Listening to him talk about vocation during a reading, you realize he's
talking about the Stations of Attention, locating the moods and sensations
via voice of states of being which attend from a complete world view, one
which includes his corporeal chakras and an enlivened and illumined eros.
No, we are not listening to erotic poetry, but to poetry from an erotically
enlivened man, in whom vital energies are successfully utilized in erasing
the poet's body from the physical body and so blur the inner/outer illusion.
"I am the poem...we are all the poem...." he says expansively, noting that
it was in the mutuality of his friendship with Olson that his sense of what
poetry does was made firm, not by who Olson was, certainly a contributing
factor to the depth it achieved, but more in the fact of friendship that the
word became flesh.

And so Vincent inhabits all religions in his embracing of them, and not with
any attitude at all save the tonality of his line, be it brief or vernacular
or pure juice, it is all cosmos and he is its evidence.
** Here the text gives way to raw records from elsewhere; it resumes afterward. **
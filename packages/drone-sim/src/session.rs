//! session.rs — Mission setup stages
//!
//! AWAITING_BASE → AWAITING_TARGET → READY. The orchestrator owns one
//! `MissionSetup`; the simulation core only ever sees the immutable
//! `MissionContext` snapshots it hands out.

use drone_types::{GeoPoint, MissionContext, Weather};
use rand::Rng;
use serde::Serialize;
use tracing::info;

use crate::error::SetupError;
use crate::geo::distance_miles;
use crate::weather::random_weather;

#[derive(Debug, Clone, Copy, PartialEq, Eq, Serialize)]
#[serde(rename_all = "SCREAMING_SNAKE_CASE")]
pub enum SetupStage {
    AwaitingBase,
    AwaitingTarget,
    Ready,
}

#[derive(Debug, Clone)]
pub struct MissionSetup {
    stage: SetupStage,
    base: Option<GeoPoint>,
    target: Option<GeoPoint>,
    weather: Weather,
    burst: bool,
    max_wind_mph: u32,
}

impl MissionSetup {
    pub fn new(max_wind_mph: u32) -> Self {
        Self {
            stage: SetupStage::AwaitingBase,
            base: None,
            target: None,
            weather: Weather::default(),
            burst: false,
            max_wind_mph,
        }
    }

    pub fn stage(&self) -> SetupStage {
        self.stage
    }

    pub fn weather(&self) -> Weather {
        self.weather
    }

    pub fn burst(&self) -> bool {
        self.burst
    }

    /// Place (or move) the base. New weather is drawn.
    pub fn set_base<R: Rng + ?Sized>(&mut self, point: GeoPoint, rng: &mut R) {
        self.base = Some(point);
        self.weather = random_weather(rng, self.max_wind_mph);
        self.stage = if self.target.is_some() { SetupStage::Ready } else { SetupStage::AwaitingTarget };
        info!("📍 Base set at {point} — wind {}", self.weather);
    }

    /// Place the target. Returns `Ok(false)` when the point equals the
    /// current target, in which case nothing changes (weather included).
    pub fn set_target<R: Rng + ?Sized>(&mut self, point: GeoPoint, rng: &mut R) -> Result<bool, SetupError> {
        if self.base.is_none() {
            return Err(SetupError::NoBase);
        }
        if self.target == Some(point) {
            return Ok(false);
        }
        self.target = Some(point);
        self.weather = random_weather(rng, self.max_wind_mph);
        self.stage = SetupStage::Ready;
        info!("🎯 Target set at {point} — wind {}", self.weather);
        Ok(true)
    }

    pub fn set_burst(&mut self, burst: bool) {
        self.burst = burst;
    }

    /// Replace the drawn weather with an explicit reading. Wind must be a
    /// finite, non-negative speed; a rejected reading leaves the weather as is.
    pub fn set_weather(&mut self, weather: Weather) -> Result<(), SetupError> {
        if !weather.wind_mph.is_finite() || weather.wind_mph < 0.0 {
            return Err(SetupError::BadWind(weather.wind_mph));
        }
        self.weather = weather;
        Ok(())
    }

    /// Back to AWAITING_BASE. Burst mode and weather survive a reset.
    pub fn reset(&mut self) {
        self.base = None;
        self.target = None;
        self.stage = SetupStage::AwaitingBase;
    }

    /// Snapshot for one run, once both points are set.
    pub fn context(&self) -> Option<MissionContext> {
        let (base, target) = (self.base?, self.target?);
        Some(MissionContext {
            base,
            target,
            one_way_miles: distance_miles(base, target),
            weather: self.weather,
            burst: self.burst,
        })
    }
}
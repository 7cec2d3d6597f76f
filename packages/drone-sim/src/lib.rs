//! drone-sim — Round-trip sortie feasibility and flight replay
//!
//! Given a fleet, a base and a target, decides which drones can fly the
//! mission (wind, range, battery), how long each leg takes, and replays the
//! sortie as a fixed number of ticks with rate-limited displayed speed.

pub mod config;
pub mod error;
pub mod feasibility;
pub mod fleet;
pub mod geo;
pub mod ranking;
pub mod render;
pub mod session;
pub mod telemetry;
pub mod tick_sim;
pub mod weather;

pub use error::{FleetError, SetupError, SimError};
pub use feasibility::{evaluate, evaluate_fleet};
pub use geo::{distance_miles, Geocoder, PlaceBook};
pub use ranking::{assign_ranks, RankPolicy};
pub use session::{MissionSetup, SetupStage};
pub use tick_sim::{simulate, CancelToken, RunOutcome, SimSettings, SimulationRun};
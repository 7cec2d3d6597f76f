//! ranking.rs — Display tiers for feasible drones
//!
//! Computed once per run from total mission time. Display only; nothing in
//! the physics reads a tier.

use std::cmp::Ordering;
use std::collections::BTreeMap;

use drone_types::{DroneId, MissionPlan, Tier};
use serde::{Deserialize, Serialize};

#[derive(Debug, Clone, Copy, PartialEq, Eq, Default, Serialize, Deserialize)]
#[serde(rename_all = "snake_case")]
pub enum RankPolicy {
    /// Shortest total mission gets the lead tier
    #[default]
    FastestFirst,
    /// Longest total mission (most time on scene) gets the lead tier
    SlowestFirst,
}

/// Tier per feasible drone. Grounded drones are absent from the map.
/// Ties on total time are broken by id, so input order never matters.
pub fn assign_ranks(plans: &[(DroneId, MissionPlan)], policy: RankPolicy) -> BTreeMap<DroneId, Tier> {
    let mut feasible: Vec<(DroneId, f64)> = plans
        .iter()
        .filter(|(_, p)| p.feasible)
        .map(|(id, p)| (*id, p.total_seconds))
        .collect();

    feasible.sort_by(|a, b| {
        let by_time = a.1.partial_cmp(&b.1).unwrap_or(Ordering::Equal);
        let by_time = match policy {
            RankPolicy::FastestFirst => by_time,
            RankPolicy::SlowestFirst => by_time.reverse(),
        };
        by_time.then(a.0.cmp(&b.0))
    });

    feasible
        .into_iter()
        .enumerate()
        .map(|(pos, (id, _))| (id, Tier::from_position(pos)))
        .collect()
}

#[cfg(test)]
mod tests {
    use super::*;
    use crate::feasibility::evaluate;
    use crate::fleet::builtin_fleet;

    fn fleet_plans(miles: f64, wind: f64) -> Vec<(DroneId, MissionPlan)> {
        builtin_fleet()
            .iter()
            .enumerate()
            .map(|(i, s)| (DroneId(i as u32), evaluate(s, miles, wind, false)))
            .collect()
    }

    #[test]
    fn fastest_first_orders_by_total() {
        // 2 mi, calm: Scout 1200 s, Heavy-Lift 1920 s, X-10 720 s
        let ranks = assign_ranks(&fleet_plans(2.0, 0.0), RankPolicy::FastestFirst);
        assert_eq!(ranks[&DroneId(2)], Tier::Lead);
        assert_eq!(ranks[&DroneId(0)], Tier::Wing);
        assert_eq!(ranks[&DroneId(1)], Tier::Reserve);
    }

    #[test]
    fn slowest_first_inverts() {
        let ranks = assign_ranks(&fleet_plans(2.0, 0.0), RankPolicy::SlowestFirst);
        assert_eq!(ranks[&DroneId(1)], Tier::Lead);
        assert_eq!(ranks[&DroneId(2)], Tier::Reserve);
    }

    #[test]
    fn grounded_drones_are_unranked() {
        // 28 mph wind grounds Scout (25) only
        let ranks = assign_ranks(&fleet_plans(2.0, 28.0), RankPolicy::FastestFirst);
        assert!(!ranks.contains_key(&DroneId(0)));
        assert_eq!(ranks[&DroneId(2)], Tier::Lead);
        assert_eq!(ranks[&DroneId(1)], Tier::Wing);
    }

    #[test]
    fn independent_of_input_order() {
        let plans = fleet_plans(2.0, 0.0);
        let mut reversed = plans.clone();
        reversed.reverse();
        assert_eq!(
            assign_ranks(&plans, RankPolicy::FastestFirst),
            assign_ranks(&reversed, RankPolicy::FastestFirst)
        );
    }

    #[test]
    fn ties_break_by_id() {
        let plan = fleet_plans(2.0, 0.0)[0].1;
        let plans = vec![(DroneId(5), plan), (DroneId(3), plan)];
        let ranks = assign_ranks(&plans, RankPolicy::FastestFirst);
        assert_eq!(ranks[&DroneId(3)], Tier::Lead);
        assert_eq!(ranks[&DroneId(5)], Tier::Wing);
    }
}
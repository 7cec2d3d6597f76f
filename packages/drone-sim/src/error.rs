//! error.rs — Error taxonomy for the simulator library
//!
//! Nothing here is fatal to the process: fleet errors degrade to the
//! built-in fleet, setup errors keep the operator at the current stage,
//! and infeasible drones are a `MissionPlan` outcome rather than an error.

use std::path::PathBuf;

use thiserror::Error;

#[derive(Error, Debug)]
pub enum FleetError {
    #[error("could not read fleet file {path}: {source}")]
    Io {
        path: PathBuf,
        #[source]
        source: std::io::Error,
    },
    #[error("malformed CSV fleet: {0}")]
    Csv(#[from] csv::Error),
    #[error("malformed TOML fleet: {0}")]
    Toml(#[from] toml::de::Error),
    #[error("malformed JSON fleet: {0}")]
    Json(#[from] serde_json::Error),
    #[error("unsupported fleet file format: {0}")]
    UnsupportedFormat(String),
    #[error("invalid drone '{model}': {field} {reason}")]
    Validation {
        model: String,
        field: &'static str,
        reason: String,
    },
    #[error("fleet has no usable drones")]
    Empty,
}

#[derive(Error, Debug, PartialEq)]
pub enum SetupError {
    #[error("location '{0}' not found")]
    NotFound(String),
    #[error("set a base before choosing a target")]
    NoBase,
    #[error("wind must be a finite, non-negative speed, got {0}")]
    BadWind(f64),
}

#[derive(Error, Debug, PartialEq)]
pub enum SimError {
    #[error("tick count must be at least 2, got {0}")]
    TooFewTicks(usize),
    #[error("acceleration step must be positive and finite, got {0}")]
    BadAccelStep(f64),
}
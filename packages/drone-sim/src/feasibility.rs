//! feasibility.rs — Go/no-go verdict and phase timings per drone
//!
//! Pure computation: the same inputs always produce a bit-identical plan.
//!
//! Failure precedence is fixed as WIND > RANGE > FUEL. The legal range
//! ceiling is checked before the energy budget, so a target that is both
//! out of range and beyond the battery reports RANGE.

use drone_types::{DroneId, DroneSpec, FailureReason, MissionContext, MissionPlan};
use tracing::debug;

/// Fraction of the battery always withheld as landing reserve
pub const BATTERY_RESERVE_FRACTION: f64 = 0.20;

const SECONDS_PER_HOUR: f64 = 3600.0;

/// Evaluate one drone against a one-way distance, wind, and burst setting.
///
/// Outbound/return legs are still reported for infeasible drones so the
/// summary can show what the sortie would have cost; hover is forced to 0.
/// A zero-distance mission (base == target) has no on-scene window and a
/// total duration of 0.
pub fn evaluate(spec: &DroneSpec, one_way_miles: f64, wind_mph: f64, burst: bool) -> MissionPlan {
    let effective_speed_mph = if burst { spec.burst_speed_mph } else { spec.cruise_speed_mph };
    let drain_factor = if burst { spec.burst_drain_factor } else { 1.0 };

    // A drone that cannot make headway never leaves the pad
    let makes_headway = effective_speed_mph.is_finite() && effective_speed_mph > 0.0;
    let outbound_seconds = if makes_headway {
        one_way_miles / (effective_speed_mph / SECONDS_PER_HOUR)
    } else {
        0.0
    };

    let battery_capacity_seconds = spec.battery_capacity_seconds();
    let usable_battery_seconds = battery_capacity_seconds * (1.0 - BATTERY_RESERVE_FRACTION);
    let round_trip_cost_seconds = outbound_seconds * 2.0 * drain_factor;
    let hover_budget = usable_battery_seconds - round_trip_cost_seconds;

    let failure = if wind_mph > spec.max_wind_mph {
        Some(FailureReason::Wind)
    } else if !makes_headway || one_way_miles > spec.range_miles {
        Some(FailureReason::Range)
    } else if hover_budget < 0.0 {
        Some(FailureReason::Fuel)
    } else {
        None
    };

    let hover_seconds = match failure {
        Some(_) => 0.0,
        None if one_way_miles <= 0.0 => 0.0,
        None => hover_budget,
    };

    MissionPlan {
        feasible: failure.is_none(),
        failure,
        outbound_seconds,
        hover_seconds,
        total_seconds: outbound_seconds * 2.0 + hover_seconds,
        effective_speed_mph,
        drain_factor,
        max_speed_mph: spec.max_speed_mph(),
        battery_capacity_seconds,
        usable_battery_seconds,
    }
}

/// Evaluate every drone in the fleet against one mission context.
/// Ids are fleet positions.
pub fn evaluate_fleet(fleet: &[DroneSpec], ctx: &MissionContext) -> Vec<(DroneId, MissionPlan)> {
    fleet
        .iter()
        .enumerate()
        .map(|(idx, spec)| {
            let id = DroneId(idx as u32);
            let plan = evaluate(spec, ctx.one_way_miles, ctx.weather.wind_mph, ctx.burst);
            debug!(
                "{id} {}: feasible={} failure={:?} out={:.1}s hover={:.1}s total={:.1}s",
                spec.model, plan.feasible, plan.failure,
                plan.outbound_seconds, plan.hover_seconds, plan.total_seconds
            );
            (id, plan)
        })
        .collect()
}
//! 下载进度共享状态
//!
//! `ProgressState` 由下载引擎、分片工作线程和外部报告器共享读写。
//! 所有热点计数器（已下载字节、活跃连接数、暂停/完成标志）均为原子变量，
//! 读取方永远不需要加锁；错误槽位只写一次，先到先得。

use std::collections::VecDeque;
use std::path::PathBuf;
use std::sync::atomic::{AtomicBool, AtomicI64, AtomicU64, AtomicUsize, Ordering};
use std::sync::Mutex;
use std::time::{Duration, Instant};

use tokio_util::sync::CancellationToken;

use crate::downloader::chunk::Task;

/// 断点恢复信息
///
/// 暂停时由调度器写入（未覆盖的字节区间 + 临时文件路径），
/// 恢复时由引擎读取并据此重建下载计划。
#[derive(Debug, Default, Clone)]
pub struct ResumeState {
    /// 临时文件路径（恢复后继续写入同一文件）
    pub tmp_path: Option<PathBuf>,
    /// 尚未写入的字节区间
    pub ranges: Vec<Task>,
    /// 上一轮是否为单连接顺序下载（顺序下载恢复时从 0 重新开始）
    pub sequential: bool,
    /// 首次探测记录的 ETag，恢复时用于校验资源未变更
    pub etag: Option<String>,
}

/// 单个下载的共享进度状态
///
/// 生命周期从入队开始，直到下载完成或被显式移除。
#[derive(Debug)]
pub struct ProgressState {
    /// 下载 ID
    pub id: String,
    /// 资源 URL
    pub url: String,
    /// 本轮会话的起始时间（设置总大小时重置，用于会话速度计算）
    start_time: Mutex<Instant>,
    /// 所有工作线程累计写入的字节数
    downloaded: AtomicU64,
    /// 资源总大小，-1 表示未知（无 Content-Length）
    total_size: AtomicI64,
    /// 当前活跃的工作线程数
    active_workers: AtomicUsize,
    /// 下载是否已终结（完成或被取消）
    done: AtomicBool,
    /// 是否处于暂停状态
    paused: AtomicBool,
    /// Started 事件是否已发出（每个下载只发一次）
    started: AtomicBool,
    /// 恢复会话时的已下载字节数，报告器据此计算会话速度
    session_start_bytes: AtomicU64,
    /// 错误槽位，只写一次，后续写入被丢弃
    error: Mutex<Option<String>>,
    /// 取消句柄，Pause 和 Cancel 都通过它终止工作线程，恢复时替换为新句柄
    cancel: Mutex<CancellationToken>,
    /// 断点恢复信息
    resume: Mutex<ResumeState>,
}

impl ProgressState {
    /// 创建新的进度状态，总大小未知（探测后再设置）
    pub fn new(id: impl Into<String>, url: impl Into<String>) -> Self {
        Self {
            id: id.into(),
            url: url.into(),
            start_time: Mutex::new(Instant::now()),
            downloaded: AtomicU64::new(0),
            total_size: AtomicI64::new(-1),
            active_workers: AtomicUsize::new(0),
            done: AtomicBool::new(false),
            paused: AtomicBool::new(false),
            started: AtomicBool::new(false),
            session_start_bytes: AtomicU64::new(0),
            error: Mutex::new(None),
            cancel: Mutex::new(CancellationToken::new()),
            resume: Mutex::new(ResumeState::default()),
        }
    }

    /// 设置资源总大小并重置会话起始时间
    pub fn set_total_size(&self, total: i64) {
        self.total_size.store(total, Ordering::SeqCst);
        *self.start_time.lock().unwrap() = Instant::now();
    }

    /// 资源总大小，-1 表示未知
    pub fn total_size(&self) -> i64 {
        self.total_size.load(Ordering::SeqCst)
    }

    /// 累加已下载字节数
    pub fn add_downloaded(&self, bytes: u64) {
        self.downloaded.fetch_add(bytes, Ordering::SeqCst);
    }

    /// 已下载字节数
    pub fn downloaded(&self) -> u64 {
        self.downloaded.load(Ordering::SeqCst)
    }

    /// 重置已下载字节数
    ///
    /// 仅用于顺序下载的恢复路径：上一轮没有分片信息，只能从 0 重新下载，
    /// 计数归零后完成时 `downloaded == total` 的不变量才成立。
    pub fn reset_downloaded(&self) {
        self.downloaded.store(0, Ordering::SeqCst);
        self.session_start_bytes.store(0, Ordering::SeqCst);
    }

    /// 工作线程上线
    pub fn worker_started(&self) {
        self.active_workers.fetch_add(1, Ordering::SeqCst);
    }

    /// 工作线程下线
    pub fn worker_stopped(&self) {
        self.active_workers.fetch_sub(1, Ordering::SeqCst);
    }

    /// 当前活跃工作线程数
    pub fn active_workers(&self) -> usize {
        self.active_workers.load(Ordering::SeqCst)
    }

    /// 标记 Started 事件已发出，返回之前是否未发出
    pub fn mark_started(&self) -> bool {
        !self.started.swap(true, Ordering::SeqCst)
    }

    /// 标记下载终结
    pub fn mark_done(&self) {
        self.done.store(true, Ordering::SeqCst);
    }

    /// 下载是否已终结
    pub fn is_done(&self) -> bool {
        self.done.load(Ordering::SeqCst)
    }

    /// 是否处于暂停状态
    pub fn is_paused(&self) -> bool {
        self.paused.load(Ordering::SeqCst)
    }

    /// 写入错误，只有第一个写入者生效
    ///
    /// 返回本次写入是否生效
    pub fn set_error(&self, err: impl Into<String>) -> bool {
        let mut slot = self.error.lock().unwrap();
        if slot.is_none() {
            *slot = Some(err.into());
            true
        } else {
            false
        }
    }

    /// 读取错误槽位
    pub fn error(&self) -> Option<String> {
        self.error.lock().unwrap().clone()
    }

    /// 当前的取消句柄
    pub fn cancel_token(&self) -> CancellationToken {
        self.cancel.lock().unwrap().clone()
    }

    /// 暂停：置位暂停标志并触发取消句柄
    ///
    /// 工作线程在下一个分块边界停止。调用方可能在所有线程停止前返回。
    pub fn pause(&self) {
        self.paused.store(true, Ordering::SeqCst);
        self.cancel.lock().unwrap().cancel();
    }

    /// 硬取消：触发取消句柄但不置暂停标志
    pub fn cancel_download(&self) {
        self.cancel.lock().unwrap().cancel();
    }

    /// 恢复会话：清除暂停标志，重置会话起点，安装新的取消句柄
    pub fn resume_session(&self) {
        self.paused.store(false, Ordering::SeqCst);
        self.session_start_bytes
            .store(self.downloaded(), Ordering::SeqCst);
        *self.cancel.lock().unwrap() = CancellationToken::new();
    }

    /// 会话起点的已下载字节数
    pub fn session_start_bytes(&self) -> u64 {
        self.session_start_bytes.load(Ordering::SeqCst)
    }

    /// 保存断点恢复信息
    pub fn save_resume(&self, update: impl FnOnce(&mut ResumeState)) {
        let mut resume = self.resume.lock().unwrap();
        update(&mut resume);
    }

    /// 读取断点恢复信息
    pub fn resume_state(&self) -> ResumeState {
        self.resume.lock().unwrap().clone()
    }

    /// 取走保存的恢复区间（引擎重建计划时调用，避免重复使用）
    pub fn take_resume_ranges(&self) -> Vec<Task> {
        std::mem::take(&mut self.resume.lock().unwrap().ranges)
    }

    /// 获取进度快照，供外部报告器按固定间隔轮询
    pub fn snapshot(&self) -> ProgressSnapshot {
        ProgressSnapshot {
            downloaded: self.downloaded(),
            total_size: self.total_size(),
            elapsed: self.start_time.lock().unwrap().elapsed(),
            active_workers: self.active_workers(),
            session_start_bytes: self.session_start_bytes(),
        }
    }
}

/// 进度快照
#[derive(Debug, Clone)]
pub struct ProgressSnapshot {
    pub downloaded: u64,
    pub total_size: i64,
    pub elapsed: Duration,
    pub active_workers: usize,
    pub session_start_bytes: u64,
}

impl ProgressSnapshot {
    /// 本轮会话的平均速度（字节/秒）
    pub fn session_speed(&self) -> u64 {
        let secs = self.elapsed.as_secs_f64();
        if secs <= 0.0 {
            return 0;
        }
        let session_bytes = self.downloaded.saturating_sub(self.session_start_bytes);
        (session_bytes as f64 / secs) as u64
    }
}

/// 默认速度采样窗口
const DEFAULT_SPEED_WINDOW: Duration = Duration::from_secs(10);

/// 滑动窗口速度计算器
///
/// 报告器每次轮询时把新增字节数作为一个采样加入，窗口外的旧采样被淘汰。
#[derive(Debug)]
pub struct SpeedCalculator {
    samples: VecDeque<(Instant, u64)>,
    window: Duration,
}

impl SpeedCalculator {
    /// 使用指定采样窗口创建
    pub fn new(window: Duration) -> Self {
        Self {
            samples: VecDeque::new(),
            window,
        }
    }

    /// 使用默认窗口（10 秒）创建
    pub fn with_default_window() -> Self {
        Self::new(DEFAULT_SPEED_WINDOW)
    }

    /// 加入一个字节数采样
    pub fn add_sample(&mut self, bytes: u64) {
        let now = Instant::now();
        self.samples.push_back((now, bytes));
        self.evict(now);
    }

    /// 当前窗口内的平均速度（字节/秒）
    pub fn speed(&mut self) -> u64 {
        let now = Instant::now();
        self.evict(now);
        let Some(&(oldest, _)) = self.samples.front() else {
            return 0;
        };
        let total: u64 = self.samples.iter().map(|(_, b)| b).sum();
        let span = (now - oldest).max(Duration::from_millis(500));
        (total as f64 / span.as_secs_f64()) as u64
    }

    fn evict(&mut self, now: Instant) {
        while let Some(&(t, _)) = self.samples.front() {
            if now - t > self.window {
                self.samples.pop_front();
            } else {
                break;
            }
        }
    }
}

/// 格式化文件大小为人类可读格式
pub fn format_size(bytes: u64) -> String {
    const KB: u64 = 1024;
    const MB: u64 = 1024 * KB;
    const GB: u64 = 1024 * MB;

    if bytes >= GB {
        format!("{:.2} GB", bytes as f64 / GB as f64)
    } else if bytes >= MB {
        format!("{:.2} MB", bytes as f64 / MB as f64)
    } else if bytes >= KB {
        format!("{:.2} KB", bytes as f64 / KB as f64)
    } else {
        format!("{} B", bytes)
    }
}

#[cfg(test)]
mod tests {
    use super::*;

    #[test]
    fn test_new_state_defaults() {
        let ps = ProgressState::new("dl-1", "https://example.com/a.bin");
        assert_eq!(ps.id, "dl-1");
        assert_eq!(ps.downloaded(), 0);
        assert_eq!(ps.total_size(), -1);
        assert_eq!(ps.active_workers(), 0);
        assert!(!ps.is_paused());
        assert!(!ps.is_done());
        assert!(ps.error().is_none());
    }

    #[test]
    fn test_downloaded_accumulates() {
        let ps = ProgressState::new("dl-1", "u");
        ps.add_downloaded(100_000);
        ps.add_downloaded(200_000);
        assert_eq!(ps.downloaded(), 300_000);
    }

    #[test]
    fn test_active_workers_counter() {
        let ps = ProgressState::new("dl-1", "u");
        ps.worker_started();
        ps.worker_started();
        assert_eq!(ps.active_workers(), 2);
        ps.worker_stopped();
        assert_eq!(ps.active_workers(), 1);
    }

    #[test]
    fn test_error_slot_first_writer_wins() {
        let ps = ProgressState::new("dl-1", "u");
        assert!(ps.set_error("第一个错误"));
        // 后续写入被丢弃
        assert!(!ps.set_error("第二个错误"));
        assert_eq!(ps.error().as_deref(), Some("第一个错误"));
    }

    #[test]
    fn test_pause_fires_cancel_token() {
        let ps = ProgressState::new("dl-1", "u");
        let token = ps.cancel_token();
        assert!(!token.is_cancelled());

        ps.pause();
        assert!(ps.is_paused());
        assert!(token.is_cancelled());

        // 恢复后旧句柄保持取消状态，新句柄未取消
        ps.resume_session();
        assert!(!ps.is_paused());
        assert!(token.is_cancelled());
        assert!(!ps.cancel_token().is_cancelled());
    }

    #[test]
    fn test_resume_session_resets_session_start() {
        let ps = ProgressState::new("dl-1", "u");
        ps.add_downloaded(500_000);
        assert_eq!(ps.session_start_bytes(), 0);

        ps.pause();
        ps.resume_session();
        assert_eq!(ps.session_start_bytes(), 500_000);
        // downloaded 在暂停恢复过程中不回退
        assert_eq!(ps.downloaded(), 500_000);
    }

    #[test]
    fn test_mark_started_only_once() {
        let ps = ProgressState::new("dl-1", "u");
        assert!(ps.mark_started());
        assert!(!ps.mark_started());
    }

    #[test]
    fn test_set_total_size_resets_start_time() {
        let ps = ProgressState::new("dl-1", "u");
        std::thread::sleep(Duration::from_millis(20));
        ps.set_total_size(5_000_000);
        assert_eq!(ps.total_size(), 5_000_000);
        assert!(ps.snapshot().elapsed < Duration::from_millis(20));
    }

    #[test]
    fn test_snapshot() {
        let ps = ProgressState::new("dl-1", "u");
        ps.set_total_size(1_000_000);
        ps.add_downloaded(500_000);
        ps.worker_started();
        ps.worker_started();

        let snap = ps.snapshot();
        assert_eq!(snap.downloaded, 500_000);
        assert_eq!(snap.total_size, 1_000_000);
        assert_eq!(snap.active_workers, 2);
        assert_eq!(snap.session_start_bytes, 0);
    }

    #[test]
    fn test_resume_ranges_taken_once() {
        let ps = ProgressState::new("dl-1", "u");
        ps.save_resume(|r| {
            r.ranges = vec![Task::new(0, 100, 200)];
            r.sequential = false;
        });
        assert_eq!(ps.take_resume_ranges().len(), 1);
        assert!(ps.take_resume_ranges().is_empty());
    }

    #[test]
    fn test_speed_calculator() {
        let mut calc = SpeedCalculator::with_default_window();
        assert_eq!(calc.speed(), 0);

        calc.add_sample(1024 * 1024);
        // 窗口跨度最小按 0.5 秒计算，速度不会无限大
        assert!(calc.speed() <= 2 * 1024 * 1024);
        assert!(calc.speed() > 0);
    }

    #[test]
    fn test_format_size() {
        assert_eq!(format_size(512), "512 B");
        assert_eq!(format_size(2048), "2.00 KB");
        assert_eq!(format_size(5 * 1024 * 1024), "5.00 MB");
        assert_eq!(format_size(3 * 1024 * 1024 * 1024), "3.00 GB");
    }
}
This is ecstatic
poetry.

Vincent is a manifestation of the sacred and complete man, saying that he is
"a communicator", perhaps enlivening the notion of what a poet is, he
inhabits the personal with his Word, noting that for the most part, we have
lost touch with it.

But if you aren't somewhere, that is, manifesting yourself, all of
this takes place in a vacuum--hence Vincent's sense of community, of being
somewhere, interacting with other people in their lives. His poetry is a
poetry of voice, of encounters, of a life lived fully among and within other
people. "A person is a person because of other people" goes the saying. No
ivory tower here.

The poems strike not like artifice, but as true speech, sometimes embellished
by poetic effect. A word is a just cause, not to be misused or misplaced, in
each place made specific by its use. In much that is about today, the
plasticity of material is so disrespectfully used as to deny many "word
products" their vitality.

To have a poetry which is not out of one's life and vision is to write
someone else's poetry, or perhaps no ones, perhaps it is just "to write".